Economics for Health Presents New Research on Illicit Tobacco, E-Cigarettes, and Cannabis Retail at SRNT 2026
Earlier this month, three team members from Economics for Health participated in Society for Research on Nicotine and Tobacco's (SRNT) 2026 Annual Meeting and presented their latest research on tobacco use, e-cigarettes, and cannabis. The studies examined how policies shape youth substance use and whether common assumptions about illicit tobacco trade hold up against the data.
Research Analyst Saw Min Thu Oo presented a study challenging the widely repeated claim that countries with longer borders face higher levels of illicit cigarette trade. This assumption appears frequently in industry arguments against tobacco tax increases and in policy discussions about trade enforcement. The research team examined whether border length predicts illicit trade levels using data from 91 countries, combining border and coastline measurements with cigarette price data, illicit trade estimates, and governance indicators.
The analysis found no significant relationship between border length and the volume of illicit cigarette trade. What did matter, was price differentials and government effectiveness. A one-unit increase in price differentials was associated with a 10.5% rise in illicit trade, while a one-unit increase in government effectiveness corresponded to a 28.8% percent reduction. The findings point to secure supply chains and strong governance as the key factors at play, not geographic features, and suggests that countries should focus policy attention on enforcement capacity and reducing corruption to diminish illicit trade.
Economist Sam Sturm presented findings on online e-cigarette delivery sales laws and their effect on youth vaping. The study examined whether state-level restrictions requiring age verification for online sales, and the subsequent federal law that standardized these rules nationwide in March 2021, reduced youth access to e-cigarettes. Using Youth Risk Behavior Survey data from 2015 to 2023, the researchers compared outcomes in states that gained delivery sales laws through the federal Preventing Online Sales of E-Cigarettes to Children Act with states that already had such restrictions in place.
The analysis found that implementing delivery sales laws with age verification requirements was associated with a 2.6 percentage point reduction in current e-cigarette use among youth in states that previously lacked these restrictions. Online sales have become an increasingly viable pathway for youth to obtain e-cigarettes, and the findings suggest that closing this channel through policy can effectively reduce use rates.
Economist Amit Summan presented research examining how the speed of recreational cannabis retail rollout affected adolescent substance use intensity. As states legalized recreational cannabis, they have varied widely in how quickly retail infrastructure followed—some opening stores within months, others leaving a gap of several years. Using Youth Risk Behavior Survey data on high schoolers spanning over a decade, the analysis compared states that quickly opened stores after legalization to states that had not yet legalized recreational cannabis.

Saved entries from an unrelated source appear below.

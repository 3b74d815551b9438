//! Arena-backed hop DAG with consistent edge editing.
//!
//! ## Edges
//!
//! Every input edge `parent.inputs[slot] == child` is mirrored by one entry of
//! `parent` in `child.parents`. A parent holding the same child in two slots
//! is listed twice. All edits go through this module and keep the two sides
//! in sync; an edit that finds them out of sync fails with a structural
//! [`HopsError`] before touching anything.

use rustc_hash::FxHashSet;
use smallvec::SmallVec;

use crate::errors::HopsError;
use crate::hop::{Dims, Hop, HopId, HopKind, VisitStatus};
use crate::literal::LiteralValue;
use crate::types::{DataOpType, DataType, OpOp1, OpOp2, ValueType};

/// Owner of all hops of one compilation unit.
#[derive(Debug, Clone, Default)]
pub struct HopDag {
    hops: Vec<Hop>,
}

impl HopDag {
    pub fn new() -> Self {
        Self::default()
    }

    /// Number of hops ever allocated, including detached ones.
    pub fn len(&self) -> usize {
        self.hops.len()
    }

    pub fn is_empty(&self) -> bool {
        self.hops.is_empty()
    }

    /// Look up a hop.
    ///
    /// # Panics
    ///
    /// Panics if `id` was not allocated by this DAG. Use [`HopDag::get`] for a
    /// checked lookup.
    pub fn hop(&self, id: HopId) -> &Hop {
        &self.hops[id.index()]
    }

    pub fn get(&self, id: HopId) -> Result<&Hop, HopsError> {
        self.hops.get(id.index()).ok_or(HopsError::InvalidHop(id))
    }

    fn get_mut(&mut self, id: HopId) -> Result<&mut Hop, HopsError> {
        self.hops.get_mut(id.index()).ok_or(HopsError::InvalidHop(id))
    }

    /// Unchecked edge access for corrupting DAGs in tests.
    #[cfg(test)]
    pub(crate) fn hop_mut(&mut self, id: HopId) -> &mut Hop {
        &mut self.hops[id.index()]
    }

    pub fn hops(&self) -> impl Iterator<Item = &Hop> {
        self.hops.iter()
    }

    pub fn literal_value(&self, id: HopId) -> Result<&LiteralValue, HopsError> {
        self.get(id)?
            .literal_value()
            .ok_or(HopsError::NotALiteral(id))
    }

    pub fn is_literal(&self, id: HopId) -> bool {
        self.get(id).map(Hop::is_literal).unwrap_or(false)
    }

    // ---------------------------------------------------------------------
    // Construction
    // ---------------------------------------------------------------------

    fn push(
        &mut self,
        kind: HopKind,
        value_type: ValueType,
        data_type: DataType,
        inputs: &[HopId],
    ) -> HopId {
        let id = HopId::from_index(self.hops.len());
        for input in inputs {
            self.hops[input.index()].parents.push(id);
        }
        self.hops.push(Hop {
            id,
            name: Hop::default_name(&kind),
            kind,
            value_type,
            data_type,
            dims: Dims::for_data_type(data_type),
            inputs: SmallVec::from_slice(inputs),
            parents: SmallVec::new(),
            visit: VisitStatus::NotVisited,
        });
        id
    }

    /// Add a scalar literal hop.
    pub fn literal(&mut self, value: impl Into<LiteralValue>) -> HopId {
        let value = value.into();
        let value_type = value.value_type();
        self.push(HopKind::Literal(value), value_type, DataType::Scalar, &[])
    }

    /// Add a unary operator hop.
    ///
    /// # Panics
    ///
    /// Panics if `input` was not allocated by this DAG.
    pub fn unary(
        &mut self,
        op: OpOp1,
        value_type: ValueType,
        data_type: DataType,
        input: HopId,
    ) -> HopId {
        self.push(HopKind::Unary(op), value_type, data_type, &[input])
    }

    /// Add a binary operator hop.
    ///
    /// # Panics
    ///
    /// Panics if an operand was not allocated by this DAG.
    pub fn binary(
        &mut self,
        op: OpOp2,
        value_type: ValueType,
        data_type: DataType,
        left: HopId,
        right: HopId,
    ) -> HopId {
        self.push(HopKind::Binary(op), value_type, data_type, &[left, right])
    }

    /// Add a read of a live variable.
    pub fn transient_read(
        &mut self,
        var: &str,
        value_type: ValueType,
        data_type: DataType,
    ) -> HopId {
        let kind = HopKind::Data {
            op: DataOpType::TransientRead,
            var: var.to_string(),
        };
        self.push(kind, value_type, data_type, &[])
    }

    /// Add a write of `input` into a live variable; types follow the input.
    pub fn transient_write(&mut self, var: &str, input: HopId) -> HopId {
        let (value_type, data_type) = {
            let hop = self.hop(input);
            (hop.value_type, hop.data_type)
        };
        let kind = HopKind::Data {
            op: DataOpType::TransientWrite,
            var: var.to_string(),
        };
        self.push(kind, value_type, data_type, &[input])
    }

    // ---------------------------------------------------------------------
    // Edge edits
    // ---------------------------------------------------------------------

    fn input_at(&self, parent: HopId, slot: usize) -> Result<HopId, HopsError> {
        let hop = self.get(parent)?;
        hop.inputs
            .get(slot)
            .copied()
            .ok_or(HopsError::SlotOutOfRange {
                hop: parent,
                slot,
                len: hop.inputs.len(),
            })
    }

    fn back_reference_position(&self, child: HopId, parent: HopId) -> Result<usize, HopsError> {
        self.get(child)?
            .parents
            .iter()
            .position(|&p| p == parent)
            .ok_or(HopsError::MissingBackReference { child, parent })
    }

    /// Insert `child` at `parent.inputs[slot]`, shifting later inputs right.
    pub fn add_child_reference(
        &mut self,
        parent: HopId,
        child: HopId,
        slot: usize,
    ) -> Result<(), HopsError> {
        self.get(child)?;
        let hop = self.get_mut(parent)?;
        if slot > hop.inputs.len() {
            return Err(HopsError::SlotOutOfRange {
                hop: parent,
                slot,
                len: hop.inputs.len(),
            });
        }
        hop.inputs.insert(slot, child);
        self.hops[child.index()].parents.push(parent);
        Ok(())
    }

    /// Remove the input at `slot` and its back-reference; returns the former child.
    pub fn remove_child_reference(&mut self, parent: HopId, slot: usize) -> Result<HopId, HopsError> {
        let child = self.input_at(parent, slot)?;
        let pos = self.back_reference_position(child, parent)?;
        self.hops[parent.index()].inputs.remove(slot);
        self.hops[child.index()].parents.remove(pos);
        Ok(child)
    }

    /// Substitute the input at `slot` with `new_child`; returns the former child.
    ///
    /// All checks run before the edit, so a failure leaves the DAG untouched.
    pub fn replace_child_reference(
        &mut self,
        parent: HopId,
        slot: usize,
        new_child: HopId,
    ) -> Result<HopId, HopsError> {
        self.get(new_child)?;
        let old = self.input_at(parent, slot)?;
        let pos = self.back_reference_position(old, parent)?;
        if old == new_child {
            return Ok(old);
        }
        self.hops[old.index()].parents.remove(pos);
        self.hops[parent.index()].inputs[slot] = new_child;
        self.hops[new_child.index()].parents.push(parent);
        Ok(old)
    }

    /// Point every parent slot that references `old` at `new` instead.
    ///
    /// Returns the number of rewritten slots. On return `old` has no parents.
    pub fn replace_in_parents(&mut self, old: HopId, new: HopId) -> Result<usize, HopsError> {
        self.get(new)?;
        let hop = self.get(old)?;

        let mut distinct: SmallVec<[HopId; 4]> = SmallVec::new();
        for &parent in &hop.parents {
            if !distinct.contains(&parent) {
                distinct.push(parent);
            }
        }

        let mut edits: SmallVec<[(HopId, usize); 4]> = SmallVec::new();
        for &parent in &distinct {
            let back_refs = hop.parents.iter().filter(|&&p| p == parent).count();
            let before = edits.len();
            for (slot, &input) in self.get(parent)?.inputs.iter().enumerate() {
                if input == old {
                    edits.push((parent, slot));
                }
            }
            let inputs = edits.len() - before;
            if inputs == 0 {
                return Err(HopsError::DanglingParent { hop: old, parent });
            }
            if inputs != back_refs {
                return Err(HopsError::BackReferenceMismatch {
                    hop: old,
                    parent,
                    inputs,
                    back_refs,
                });
            }
        }

        if old == new {
            return Ok(0);
        }
        for &(parent, slot) in &edits {
            self.replace_child_reference(parent, slot, new)?;
        }
        Ok(edits.len())
    }

    /// Remove all inputs of `id`, returning them in slot order.
    pub fn detach_inputs(&mut self, id: HopId) -> Result<SmallVec<[HopId; 2]>, HopsError> {
        let len = self.get(id)?.inputs.len();
        let mut removed = SmallVec::with_capacity(len);
        for slot in (0..len).rev() {
            removed.push(self.remove_child_reference(id, slot)?);
        }
        removed.reverse();
        Ok(removed)
    }

    // ---------------------------------------------------------------------
    // Traversal support
    // ---------------------------------------------------------------------

    pub fn set_visit_status(&mut self, id: HopId, status: VisitStatus) -> Result<(), HopsError> {
        self.get_mut(id)?.visit = status;
        Ok(())
    }

    /// Mark every hop reachable from `roots` as not visited.
    pub fn reset_visit_status(&mut self, roots: &[HopId]) -> Result<(), HopsError> {
        for id in self.reachable(roots)? {
            self.hops[id.index()].visit = VisitStatus::NotVisited;
        }
        Ok(())
    }

    /// Hops reachable from `roots`, each listed once in post-order.
    ///
    /// Fails on foreign handles and on cycles.
    pub fn reachable(&self, roots: &[HopId]) -> Result<Vec<HopId>, HopsError> {
        let mut order = Vec::new();
        let mut seen: FxHashSet<HopId> = FxHashSet::default();
        let mut on_stack: FxHashSet<HopId> = FxHashSet::default();
        let mut stack: Vec<(HopId, usize)> = Vec::new();

        for &root in roots {
            self.get(root)?;
            if !seen.insert(root) {
                continue;
            }
            on_stack.insert(root);
            stack.push((root, 0));

            while let Some(frame) = stack.last_mut() {
                let (id, next) = *frame;
                let hop = &self.hops[id.index()];
                if next < hop.inputs.len() {
                    frame.1 += 1;
                    let child = hop.inputs[next];
                    self.get(child)?;
                    if on_stack.contains(&child) {
                        return Err(HopsError::Cycle(child));
                    }
                    if seen.insert(child) {
                        on_stack.insert(child);
                        stack.push((child, 0));
                    }
                } else {
                    on_stack.remove(&id);
                    order.push(id);
                    stack.pop();
                }
            }
        }
        Ok(order)
    }
}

Contrary to concerns that quick retail availability might drive more intense teen substance use, the research found that rapid retail rollout was associated with lower daily cannabis use among teen users—and was not linked to increases in daily use of alcohol, cigarettes, or e-cigarettes. These declines were concentrated among female adolescents, while heavy-but-not-daily use rose among this group, suggesting complex shifts in use patterns rather than uniform declines. Ongoing work is needed to explore how these policies affect overall use prevalence and polysubstance use patterns.
Together, these studies reflect EfH's approach of using rigorous empirical methods to evaluate how policy design affects public health outcomes, with the goal of establishing evidence to inform more effective policies. The team is continuing to explore timely and relevant questions regarding tobacco, e-cigarette, and cannabis use in the United States and around the world.